» Activity: Among the entries, which lines carry the string "plain"? Copy each of them.

» Given entries:

——

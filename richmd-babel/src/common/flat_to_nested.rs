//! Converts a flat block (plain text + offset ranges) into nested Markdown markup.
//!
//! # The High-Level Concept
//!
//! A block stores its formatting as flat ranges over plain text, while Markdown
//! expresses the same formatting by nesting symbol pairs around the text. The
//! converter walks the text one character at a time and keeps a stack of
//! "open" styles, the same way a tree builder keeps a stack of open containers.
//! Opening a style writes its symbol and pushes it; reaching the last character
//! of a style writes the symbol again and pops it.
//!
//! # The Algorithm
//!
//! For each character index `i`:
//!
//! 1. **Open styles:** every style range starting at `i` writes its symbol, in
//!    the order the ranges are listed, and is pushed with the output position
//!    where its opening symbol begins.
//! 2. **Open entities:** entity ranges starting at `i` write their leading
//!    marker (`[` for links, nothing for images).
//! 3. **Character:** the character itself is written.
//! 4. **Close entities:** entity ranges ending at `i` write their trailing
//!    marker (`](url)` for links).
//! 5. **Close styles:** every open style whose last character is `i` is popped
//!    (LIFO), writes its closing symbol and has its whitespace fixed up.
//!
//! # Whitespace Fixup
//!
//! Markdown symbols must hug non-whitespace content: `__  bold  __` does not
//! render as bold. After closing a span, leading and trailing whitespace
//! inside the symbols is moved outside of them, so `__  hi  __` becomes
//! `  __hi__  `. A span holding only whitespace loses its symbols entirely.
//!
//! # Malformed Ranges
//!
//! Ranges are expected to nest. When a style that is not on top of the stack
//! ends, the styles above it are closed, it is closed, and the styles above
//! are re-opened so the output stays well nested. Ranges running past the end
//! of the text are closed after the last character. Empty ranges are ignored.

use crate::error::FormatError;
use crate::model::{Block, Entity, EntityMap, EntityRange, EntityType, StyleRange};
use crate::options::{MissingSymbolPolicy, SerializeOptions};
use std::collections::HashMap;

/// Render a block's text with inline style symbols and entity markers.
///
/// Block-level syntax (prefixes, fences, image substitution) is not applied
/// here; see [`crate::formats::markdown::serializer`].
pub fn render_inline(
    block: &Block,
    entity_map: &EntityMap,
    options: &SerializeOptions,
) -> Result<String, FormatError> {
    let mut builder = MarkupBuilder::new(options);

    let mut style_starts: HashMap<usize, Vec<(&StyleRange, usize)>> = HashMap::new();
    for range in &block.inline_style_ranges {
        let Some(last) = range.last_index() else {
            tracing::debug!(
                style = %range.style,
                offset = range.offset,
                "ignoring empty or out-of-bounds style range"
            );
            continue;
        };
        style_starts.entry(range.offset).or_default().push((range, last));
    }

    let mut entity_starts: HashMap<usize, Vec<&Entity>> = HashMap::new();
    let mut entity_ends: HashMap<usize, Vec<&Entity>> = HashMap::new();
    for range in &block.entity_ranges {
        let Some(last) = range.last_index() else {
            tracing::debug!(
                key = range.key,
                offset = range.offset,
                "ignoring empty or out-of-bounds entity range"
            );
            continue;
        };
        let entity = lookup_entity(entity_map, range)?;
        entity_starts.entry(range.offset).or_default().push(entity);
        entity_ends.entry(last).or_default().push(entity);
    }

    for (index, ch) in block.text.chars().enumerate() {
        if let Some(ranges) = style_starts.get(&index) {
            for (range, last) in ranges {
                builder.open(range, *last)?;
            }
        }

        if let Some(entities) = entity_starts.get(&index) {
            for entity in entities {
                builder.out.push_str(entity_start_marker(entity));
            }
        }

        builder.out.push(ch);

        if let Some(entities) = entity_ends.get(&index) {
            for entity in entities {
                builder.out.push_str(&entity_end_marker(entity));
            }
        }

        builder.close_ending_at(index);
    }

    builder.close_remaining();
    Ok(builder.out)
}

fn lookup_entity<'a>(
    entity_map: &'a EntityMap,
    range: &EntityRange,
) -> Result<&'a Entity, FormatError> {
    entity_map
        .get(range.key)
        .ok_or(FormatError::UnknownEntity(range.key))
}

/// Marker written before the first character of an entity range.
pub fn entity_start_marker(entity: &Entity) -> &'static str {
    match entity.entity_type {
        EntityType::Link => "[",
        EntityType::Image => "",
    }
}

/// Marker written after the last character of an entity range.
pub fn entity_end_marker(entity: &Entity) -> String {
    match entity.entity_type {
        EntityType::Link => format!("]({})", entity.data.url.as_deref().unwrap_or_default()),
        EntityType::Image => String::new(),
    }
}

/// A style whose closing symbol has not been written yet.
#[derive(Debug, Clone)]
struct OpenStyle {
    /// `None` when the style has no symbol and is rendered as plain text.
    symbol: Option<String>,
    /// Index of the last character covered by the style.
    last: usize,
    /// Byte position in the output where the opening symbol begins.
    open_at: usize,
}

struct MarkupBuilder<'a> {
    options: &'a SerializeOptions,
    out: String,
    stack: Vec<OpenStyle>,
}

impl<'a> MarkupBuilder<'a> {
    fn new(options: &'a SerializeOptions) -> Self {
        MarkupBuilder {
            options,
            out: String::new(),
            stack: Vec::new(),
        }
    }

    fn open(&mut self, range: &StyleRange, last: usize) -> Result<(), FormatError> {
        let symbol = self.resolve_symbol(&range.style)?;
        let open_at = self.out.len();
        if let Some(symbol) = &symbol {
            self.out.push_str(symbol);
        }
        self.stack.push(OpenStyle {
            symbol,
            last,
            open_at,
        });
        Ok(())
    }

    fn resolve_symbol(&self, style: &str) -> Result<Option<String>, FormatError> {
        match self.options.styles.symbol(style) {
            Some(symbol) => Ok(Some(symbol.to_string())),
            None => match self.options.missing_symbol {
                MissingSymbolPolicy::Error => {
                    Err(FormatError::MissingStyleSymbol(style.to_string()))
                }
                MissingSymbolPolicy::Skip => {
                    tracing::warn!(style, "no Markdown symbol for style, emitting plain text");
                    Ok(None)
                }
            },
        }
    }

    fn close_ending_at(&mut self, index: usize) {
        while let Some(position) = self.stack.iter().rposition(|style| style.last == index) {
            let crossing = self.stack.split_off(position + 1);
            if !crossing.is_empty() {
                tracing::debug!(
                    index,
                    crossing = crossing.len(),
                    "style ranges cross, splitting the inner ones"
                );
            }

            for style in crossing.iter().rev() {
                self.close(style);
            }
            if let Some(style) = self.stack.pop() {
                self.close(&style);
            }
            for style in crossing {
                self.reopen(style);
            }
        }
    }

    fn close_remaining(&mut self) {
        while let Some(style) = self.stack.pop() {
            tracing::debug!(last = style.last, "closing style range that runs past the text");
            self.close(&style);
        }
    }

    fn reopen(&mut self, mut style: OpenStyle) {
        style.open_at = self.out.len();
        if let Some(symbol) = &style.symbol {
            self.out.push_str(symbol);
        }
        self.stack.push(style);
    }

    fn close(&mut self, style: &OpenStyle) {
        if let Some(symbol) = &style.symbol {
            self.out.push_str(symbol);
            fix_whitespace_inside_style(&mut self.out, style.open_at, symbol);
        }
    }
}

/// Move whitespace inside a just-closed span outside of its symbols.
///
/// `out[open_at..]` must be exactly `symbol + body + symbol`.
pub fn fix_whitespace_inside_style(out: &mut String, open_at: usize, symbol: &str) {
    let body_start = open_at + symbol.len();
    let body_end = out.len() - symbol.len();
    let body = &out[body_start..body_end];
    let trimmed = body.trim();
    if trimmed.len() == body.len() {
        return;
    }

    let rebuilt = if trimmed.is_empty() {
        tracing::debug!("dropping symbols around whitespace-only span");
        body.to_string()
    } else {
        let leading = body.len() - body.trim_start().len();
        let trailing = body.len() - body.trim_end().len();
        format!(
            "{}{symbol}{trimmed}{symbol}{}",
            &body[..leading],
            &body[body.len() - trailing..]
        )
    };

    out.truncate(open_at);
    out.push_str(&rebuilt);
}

——

» Exercise output:
//! Converts a flat block (plain text + offset ranges) into nested Markdown markup.
//! A block stores its formatting as flat ranges over plain text, while Markdown
    /// `None` when the style has no symbol and is rendered as plain text.
                    tracing::warn!(style, "no Markdown symbol for style, emitting plain text");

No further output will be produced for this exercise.